--- INPUT Enclosed Below ---

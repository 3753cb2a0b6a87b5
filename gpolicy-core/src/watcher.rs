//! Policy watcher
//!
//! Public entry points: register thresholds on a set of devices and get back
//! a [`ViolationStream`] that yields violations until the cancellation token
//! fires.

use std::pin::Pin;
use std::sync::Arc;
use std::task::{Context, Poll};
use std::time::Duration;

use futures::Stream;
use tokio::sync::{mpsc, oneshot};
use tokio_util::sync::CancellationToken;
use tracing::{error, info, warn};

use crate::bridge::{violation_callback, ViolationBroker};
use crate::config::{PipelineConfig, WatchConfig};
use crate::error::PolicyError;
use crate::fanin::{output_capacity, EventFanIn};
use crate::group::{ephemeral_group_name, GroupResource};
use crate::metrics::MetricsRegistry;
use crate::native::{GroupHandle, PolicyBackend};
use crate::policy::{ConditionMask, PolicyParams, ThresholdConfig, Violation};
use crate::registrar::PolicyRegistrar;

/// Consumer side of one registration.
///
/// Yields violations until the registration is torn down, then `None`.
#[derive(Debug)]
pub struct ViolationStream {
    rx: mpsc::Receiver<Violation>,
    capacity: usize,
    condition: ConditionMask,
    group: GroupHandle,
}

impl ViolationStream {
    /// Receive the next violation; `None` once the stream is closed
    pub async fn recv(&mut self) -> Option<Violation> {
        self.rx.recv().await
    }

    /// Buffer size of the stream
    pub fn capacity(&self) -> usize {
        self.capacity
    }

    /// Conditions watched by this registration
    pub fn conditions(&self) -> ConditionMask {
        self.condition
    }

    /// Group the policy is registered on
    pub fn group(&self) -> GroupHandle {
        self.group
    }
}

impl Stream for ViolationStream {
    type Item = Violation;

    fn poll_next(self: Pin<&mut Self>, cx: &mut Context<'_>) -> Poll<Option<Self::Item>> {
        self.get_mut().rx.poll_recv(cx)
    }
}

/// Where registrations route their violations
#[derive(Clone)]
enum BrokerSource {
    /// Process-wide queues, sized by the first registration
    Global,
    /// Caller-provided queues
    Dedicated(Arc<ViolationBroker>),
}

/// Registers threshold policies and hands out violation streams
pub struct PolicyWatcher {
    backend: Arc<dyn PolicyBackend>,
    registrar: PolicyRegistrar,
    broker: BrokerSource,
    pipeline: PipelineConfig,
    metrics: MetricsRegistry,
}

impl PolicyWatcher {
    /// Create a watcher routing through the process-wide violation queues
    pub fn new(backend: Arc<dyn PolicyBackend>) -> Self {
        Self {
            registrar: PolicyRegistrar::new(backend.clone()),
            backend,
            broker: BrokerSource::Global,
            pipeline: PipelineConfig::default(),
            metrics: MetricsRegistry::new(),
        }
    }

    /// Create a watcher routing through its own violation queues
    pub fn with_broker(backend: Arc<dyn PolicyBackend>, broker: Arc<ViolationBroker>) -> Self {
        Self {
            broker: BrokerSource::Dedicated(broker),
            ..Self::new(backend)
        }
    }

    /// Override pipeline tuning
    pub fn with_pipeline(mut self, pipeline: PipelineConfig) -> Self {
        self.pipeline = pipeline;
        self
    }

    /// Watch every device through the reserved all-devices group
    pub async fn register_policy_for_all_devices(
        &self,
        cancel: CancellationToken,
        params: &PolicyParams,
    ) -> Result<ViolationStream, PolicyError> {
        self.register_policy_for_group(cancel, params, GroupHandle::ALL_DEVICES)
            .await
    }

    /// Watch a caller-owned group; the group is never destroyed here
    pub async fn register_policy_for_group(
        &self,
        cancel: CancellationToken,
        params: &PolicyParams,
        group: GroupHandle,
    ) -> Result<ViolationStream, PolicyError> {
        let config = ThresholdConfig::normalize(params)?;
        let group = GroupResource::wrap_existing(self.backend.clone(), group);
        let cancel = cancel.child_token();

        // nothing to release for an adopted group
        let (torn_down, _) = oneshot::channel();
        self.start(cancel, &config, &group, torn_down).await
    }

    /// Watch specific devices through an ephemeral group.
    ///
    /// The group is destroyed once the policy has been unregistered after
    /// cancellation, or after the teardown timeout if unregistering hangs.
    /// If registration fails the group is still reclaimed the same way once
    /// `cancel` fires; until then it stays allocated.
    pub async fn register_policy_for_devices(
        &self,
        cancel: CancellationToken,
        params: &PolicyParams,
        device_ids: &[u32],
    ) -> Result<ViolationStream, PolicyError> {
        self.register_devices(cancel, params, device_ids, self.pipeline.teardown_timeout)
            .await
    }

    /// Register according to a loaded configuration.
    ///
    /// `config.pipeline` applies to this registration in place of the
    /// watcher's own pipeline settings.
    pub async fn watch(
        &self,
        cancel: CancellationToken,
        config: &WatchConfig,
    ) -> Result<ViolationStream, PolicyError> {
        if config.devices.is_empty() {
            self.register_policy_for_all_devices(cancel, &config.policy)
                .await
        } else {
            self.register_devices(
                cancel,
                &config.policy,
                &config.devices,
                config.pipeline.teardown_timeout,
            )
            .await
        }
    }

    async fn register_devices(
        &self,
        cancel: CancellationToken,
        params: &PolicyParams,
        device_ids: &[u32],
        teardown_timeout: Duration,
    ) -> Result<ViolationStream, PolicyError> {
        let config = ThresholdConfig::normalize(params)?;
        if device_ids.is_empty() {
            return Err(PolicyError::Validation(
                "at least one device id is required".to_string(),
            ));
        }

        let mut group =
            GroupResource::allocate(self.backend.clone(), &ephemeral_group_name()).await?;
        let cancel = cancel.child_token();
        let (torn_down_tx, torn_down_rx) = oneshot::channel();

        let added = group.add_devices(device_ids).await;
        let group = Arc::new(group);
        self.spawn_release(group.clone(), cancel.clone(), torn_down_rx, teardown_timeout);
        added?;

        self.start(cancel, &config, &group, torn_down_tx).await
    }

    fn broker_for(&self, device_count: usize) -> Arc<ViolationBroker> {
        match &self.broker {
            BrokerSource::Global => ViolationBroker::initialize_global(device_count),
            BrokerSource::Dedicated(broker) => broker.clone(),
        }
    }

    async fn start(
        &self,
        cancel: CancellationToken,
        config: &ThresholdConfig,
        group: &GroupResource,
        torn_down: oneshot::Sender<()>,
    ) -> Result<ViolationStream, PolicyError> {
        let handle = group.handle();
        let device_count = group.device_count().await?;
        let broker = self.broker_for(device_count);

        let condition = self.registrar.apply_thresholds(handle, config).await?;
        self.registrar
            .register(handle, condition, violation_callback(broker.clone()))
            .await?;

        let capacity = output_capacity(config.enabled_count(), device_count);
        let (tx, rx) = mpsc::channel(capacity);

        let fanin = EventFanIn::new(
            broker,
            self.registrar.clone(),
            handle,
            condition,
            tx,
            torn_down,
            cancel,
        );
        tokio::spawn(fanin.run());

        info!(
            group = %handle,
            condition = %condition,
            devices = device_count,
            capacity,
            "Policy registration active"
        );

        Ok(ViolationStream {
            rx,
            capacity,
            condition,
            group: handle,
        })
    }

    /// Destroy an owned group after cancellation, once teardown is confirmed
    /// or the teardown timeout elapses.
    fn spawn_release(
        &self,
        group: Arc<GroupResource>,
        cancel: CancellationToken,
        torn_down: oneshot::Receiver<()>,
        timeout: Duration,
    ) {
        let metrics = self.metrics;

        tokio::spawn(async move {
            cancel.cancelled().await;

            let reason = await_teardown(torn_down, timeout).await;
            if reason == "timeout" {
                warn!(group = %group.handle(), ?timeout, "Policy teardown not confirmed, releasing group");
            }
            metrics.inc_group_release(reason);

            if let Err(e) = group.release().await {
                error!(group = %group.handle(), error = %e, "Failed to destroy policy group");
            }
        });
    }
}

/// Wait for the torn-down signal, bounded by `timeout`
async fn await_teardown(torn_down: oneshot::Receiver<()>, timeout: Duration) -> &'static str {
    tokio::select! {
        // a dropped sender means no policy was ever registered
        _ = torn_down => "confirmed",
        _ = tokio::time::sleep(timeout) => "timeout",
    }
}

--- End of Enclosed INPUT ---

## PROBLEM DETAILS
Show each line in the entries that holds the string "warn".

## RESULT
use tracing::{error, info, warn};
                warn!(group = %group.handle(), ?timeout, "Policy teardown not confirmed, releasing group");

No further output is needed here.